*Data records*.
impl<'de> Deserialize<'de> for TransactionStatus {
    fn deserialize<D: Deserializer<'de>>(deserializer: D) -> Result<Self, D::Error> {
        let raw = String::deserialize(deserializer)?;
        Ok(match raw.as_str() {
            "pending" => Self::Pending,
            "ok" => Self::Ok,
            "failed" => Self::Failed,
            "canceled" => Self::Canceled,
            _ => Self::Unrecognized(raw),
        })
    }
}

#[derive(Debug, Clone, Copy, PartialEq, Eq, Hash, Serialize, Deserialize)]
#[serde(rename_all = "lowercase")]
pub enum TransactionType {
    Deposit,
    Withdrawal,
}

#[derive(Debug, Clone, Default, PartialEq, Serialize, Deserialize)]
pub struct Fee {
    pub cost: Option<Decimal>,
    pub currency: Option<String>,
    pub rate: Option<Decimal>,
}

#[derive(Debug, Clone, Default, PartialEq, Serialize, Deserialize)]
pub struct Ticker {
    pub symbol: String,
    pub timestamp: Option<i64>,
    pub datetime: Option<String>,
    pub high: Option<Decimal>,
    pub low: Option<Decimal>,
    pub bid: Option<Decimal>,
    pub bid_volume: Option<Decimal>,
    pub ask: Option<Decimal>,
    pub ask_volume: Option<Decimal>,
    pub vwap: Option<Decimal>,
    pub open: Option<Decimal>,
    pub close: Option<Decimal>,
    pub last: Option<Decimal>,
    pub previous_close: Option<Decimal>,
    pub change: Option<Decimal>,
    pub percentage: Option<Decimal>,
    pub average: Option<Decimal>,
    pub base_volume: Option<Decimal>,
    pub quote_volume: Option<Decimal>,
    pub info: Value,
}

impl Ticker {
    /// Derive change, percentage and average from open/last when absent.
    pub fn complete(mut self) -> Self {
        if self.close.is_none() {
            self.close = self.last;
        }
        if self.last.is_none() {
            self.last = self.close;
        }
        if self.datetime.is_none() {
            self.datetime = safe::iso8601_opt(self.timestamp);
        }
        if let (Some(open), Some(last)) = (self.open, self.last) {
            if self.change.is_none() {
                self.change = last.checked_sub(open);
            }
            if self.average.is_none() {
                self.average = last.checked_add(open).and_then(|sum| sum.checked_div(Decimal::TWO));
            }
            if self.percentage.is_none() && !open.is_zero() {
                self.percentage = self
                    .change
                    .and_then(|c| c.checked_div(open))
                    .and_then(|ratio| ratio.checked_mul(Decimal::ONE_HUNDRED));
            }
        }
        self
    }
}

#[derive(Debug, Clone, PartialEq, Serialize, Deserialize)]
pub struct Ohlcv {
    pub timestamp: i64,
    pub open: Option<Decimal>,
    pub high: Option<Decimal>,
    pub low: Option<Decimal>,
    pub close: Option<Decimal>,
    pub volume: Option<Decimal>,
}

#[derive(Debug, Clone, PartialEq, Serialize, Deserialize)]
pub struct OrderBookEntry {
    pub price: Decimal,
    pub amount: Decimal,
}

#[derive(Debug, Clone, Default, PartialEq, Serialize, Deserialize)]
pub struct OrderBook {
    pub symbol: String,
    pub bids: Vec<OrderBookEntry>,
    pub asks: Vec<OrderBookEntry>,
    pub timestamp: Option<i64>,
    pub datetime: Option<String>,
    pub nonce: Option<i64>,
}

*Exercise brief*. Return each line among the entries that holds the word "struct".

*Solution below*.
pub struct Fee {
pub struct Ticker {
pub struct Ohlcv {
pub struct OrderBookEntry {
pub struct OrderBook {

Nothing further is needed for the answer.